As the Telugus formed only a minority of Indians in British Malaya, with Tamils the most populous group, they weren't particularly visible as a group and thus their identity was subsumed into the larger group of South Indians. They, along with the Tamils and Malayalees, were referred to as Klings or Madrasis used as general terms for South Indians. In 1955, the Malaya Andhra Sanghamu, later Malaysia Andhra Sanghamu, was formed to support the Telugu community, foster their culture and promote their language.

== Population ==
Exact numbers of the Malaysian Telugu population are not known, however Telugus are thought to be the second largest group of Indians in Malaysia after Tamils. In British Malaya they formed around 4% of the Indian population, and in the 1980 census, 2.4%. The Telugu Association of Malaysia estimates the population to be approximately 500,000 as of 2024.

== Language ==
Malaysian Telugus speak the Telugu language, the world's most spoken Dravidian language which falls under the "South Central Dravidian" branch of the language family. In 1981, the Second World Telugu Conference was held in Kuala Lumpur. The Telugu Association of Malaysia (TAM; మలేసియా తెలుగు సంఘము; Persatuan Telugu Malaysia), a non profit NGO, serves to represent the interests of Malaysian Telugus as well as preserving and promoting Telugu language and culture. The Telugu Association of Malaysia was first formed in the Lower Perak District on 17 July 1955, under the banner of "Malaya Andhra Sangamu" and was officially registered on 17 February 1956. On 16 December 1963, it was renamed "Malaysia Andhra Sangamu". The name evolved into its current form in 1983 and is also known as "Malaysia Telugu Sangamu".

===Status===

Prior to the late 1980s, there were as many as 63 Telugu medium schools, but the last of these closed in 1990, with Telugu having ceased to be school exam subject in 1983. As a result, there was a sharp decline in literacy in the Telugu language, although nearly all Telugus in Malaysia still maintain their language in a family context. A small significant number also used English in their social interaction with other Telugus, and they may also use Malay and Tamil in other situations outside the community. Telugus may speak Telugu, English, Malay and Tamil with varying degree of proficiency, and people of different age groups may have different language preferences when communicating with public officers. Most Telugus can code-switch mixing Telugu with English in their communication, followed by Malay and Tamil.

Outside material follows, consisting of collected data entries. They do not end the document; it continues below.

//! Common runtime types: the execution context handed to a contract call and
//! the raw result the runtime hands back.
//!
//! Field names are the JSON wire contract with the runtime.

use serde::{Deserialize, Serialize};

use crate::types::WasmCoin;
use crate::utils::serde_helpers::{as_hex, from_hex};

#[derive(Debug, Clone, PartialEq, Eq, Serialize, Deserialize)]
pub struct BlockInfo {
    pub height: u64,
    /// Unix seconds.
    pub time: i64,
    pub chain_id: String,
}

#[derive(Debug, Clone, PartialEq, Eq, Serialize, Deserialize)]
pub struct MessageInfo {
    pub signer: String,
    pub sent_funds: Vec<WasmCoin>,
}

#[derive(Debug, Clone, PartialEq, Eq, Serialize, Deserialize)]
pub struct ContractInfo {
    pub address: String,
    pub balance: Vec<WasmCoin>,
}

/// Snapshot of block, caller and contract state for one invocation.
#[derive(Debug, Clone, PartialEq, Eq, Serialize, Deserialize)]
pub struct ExecutionContext {
    pub block: BlockInfo,
    pub message: MessageInfo,
    pub contract: ContractInfo,
}

impl ExecutionContext {
    pub fn to_json(&self) -> crate::utils::Result<String> {
        Ok(serde_json::to_string(self)?)
    }
}

/// What the runtime returns from an invocation.
#[derive(Debug, Clone, Default, PartialEq, Eq, Serialize, Deserialize)]
pub struct WasmResult {
    #[serde(serialize_with = "as_hex", deserialize_with = "from_hex")]
    pub data: Vec<u8>,
    pub log: String,
    pub gas_used: u64,
}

There has been a resurgence in Telugu language education following political and financial support from the Malaysian government beginning in 2010. In 2022 the Malaysian Indian Congress launched a Telugu branch to support the community's interests. Today there are more than 5000 new students who have been educated in the Telugu language at the Telugu Academy which was set up by the Telugu Association of Malaysia.